During the 2010–11 season the Australian Antarctic Division (AAD) completed a long-term clean-up program, removing contaminated waste from a disused tip site near Casey Station. This program began over 15 years ago, with an initial assessment of the site and consideration of the most effective remediation technologies.
Remediation then began in November 2003, and soon after the AAD removed 1 000 square metres of the contaminated waste, burying it in a secure site in Tasmania.
At the same time, AAD set up a monitoring program to evaluate the remediation program’s effectiveness. This involved a series of ecological field experiments to provide information at different times, and focused on detecting the impacts of the contamination in the marine benthic environment (the sea bottom) in Brown Bay. Using excavators and bulldozers, waste and contaminated soil was extracted from frozen ground and placed it into leak-proof containers for further assessment.
The final 1 000 tonnes of waste was removed in 168 purpose-built waste containers. The Chinese Antarctic vessel Xue Long assisted to get the waste back to Australia.
Burial of the waste was completed in Western Australia in April 2011.
The project has now moved to the final site validation stage. Chemical and biological monitoring over the coming years will continue to determine to what degree the clean-up has restored the natural biological and environmental conditions and over what time scale.

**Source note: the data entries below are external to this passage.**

use crate::foundation::core::{Fps, FrameIndex};
use crate::foundation::error::{HeartfieldError, HeartfieldResult};
use crate::render::backend::FrameRGBA;
use std::path::PathBuf;

/// Handed to a [`FrameSink`] once, before the first frame of a range.
#[derive(Debug, Clone)]
pub struct SinkConfig {
    /// Output width in pixels.
    pub width: u32,
    /// Output height in pixels.
    pub height: u32,
    /// Output frames-per-second.
    pub fps: Fps,
    /// Soundtrack to mux, when the audio cue fired inside the range.
    pub audio: Option<AudioInputConfig>,
}

/// Raw PCM soundtrack for sinks that can carry audio.
#[derive(Debug, Clone, PartialEq)]
pub struct AudioInputConfig {
    /// Interleaved `f32le` samples.
    pub path: PathBuf,
    /// Sample rate in Hz.
    pub sample_rate: u32,
    /// Channel count.
    pub channels: u16,
}

/// Consumes rendered frames in show order.
///
/// `push_frame` is called with strictly increasing `FrameIndex` values between `begin` and `end`.
pub trait FrameSink: Send {
    fn begin(&mut self, cfg: SinkConfig) -> HeartfieldResult<()>;
    fn push_frame(&mut self, idx: FrameIndex, frame: &FrameRGBA) -> HeartfieldResult<()>;
    fn end(&mut self) -> HeartfieldResult<()>;
}

/// Tracks the ordering contract on behalf of a sink.
#[derive(Debug, Default, Clone, Copy)]
pub(crate) struct OrderGuard {
    last: Option<FrameIndex>,
}

impl OrderGuard {
    pub(crate) fn reset(&mut self) {
        self.last = None;
    }

    pub(crate) fn accept(&mut self, idx: FrameIndex) -> HeartfieldResult<()> {
        if let Some(last) = self.last
            && idx <= last
        {
            return Err(HeartfieldError::encode(format!(
                "frame {} pushed after frame {}",
                idx.0, last.0
            )));
        }
        self.last = Some(idx);
        Ok(())
    }
}

/// Keeps every frame in memory; for tests and previews.
#[derive(Debug, Default)]
pub struct InMemorySink {
    cfg: Option<SinkConfig>,
    order: OrderGuard,
    frames: Vec<(FrameIndex, FrameRGBA)>,
    ended: bool,
}

impl InMemorySink {
    pub fn new() -> Self {
        Self::default()
    }

    /// The config received in `begin`, if any.
    pub fn config(&self) -> Option<&SinkConfig> {
        self.cfg.as_ref()
    }

    /// Frames in the order they were pushed.
    pub fn frames(&self) -> &[(FrameIndex, FrameRGBA)] {
        &self.frames
    }

    /// `true` once `end` has been called for the current range.
    pub fn is_ended(&self) -> bool {
        self.ended
    }
}

impl FrameSink for InMemorySink {
    fn begin(&mut self, cfg: SinkConfig) -> HeartfieldResult<()> {
        self.cfg = Some(cfg);
        self.frames.clear();
        self.order.reset();
        self.ended = false;
        Ok(())
    }

    fn push_frame(&mut self, idx: FrameIndex, frame: &FrameRGBA) -> HeartfieldResult<()> {
        self.order.accept(idx)?;
        self.frames.push((idx, frame.clone()));
        Ok(())
    }

    fn end(&mut self) -> HeartfieldResult<()> {
        self.ended = true;
        Ok(())
    }
}

#[cfg(test)]
#[path = "../../tests/unit/encode/sink.rs"]
mod tests;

While the success of the remediation is yet to be fully evaluated, from both operational and ecological perspectives, it demonstrates Australia’s current approach to waste management in Antarctica—that the environmental risks posed by contaminated sites is unacceptable, and resolving the present environmental issues resulting from past practices is important.
To successfully complete this project new techniques to remediate the contaminated soils and monitor the environmental impact needed to be developed. It is an example of how to go about remediation activity—assessing whether removal of waste will have a greater environmental impact than leaving it in-situ. It also shows the most effective methods to assess the short, medium and long-term environmental effects of a clean-up operation.
Experiences and the lessons learned have been communicated through international forums, as well as publications in peer-reviewed scientific journals. The robust methodology that Australia has developed through careful planning and experience could be used in the remediation of other similar sites in Antarctica.
The program was undertaken to meet Australia’s obligations under Annex III to the Protocol on Environmental Protection to the Antarctic Treaty, which requires the clean-up of past and present waste disposal sites.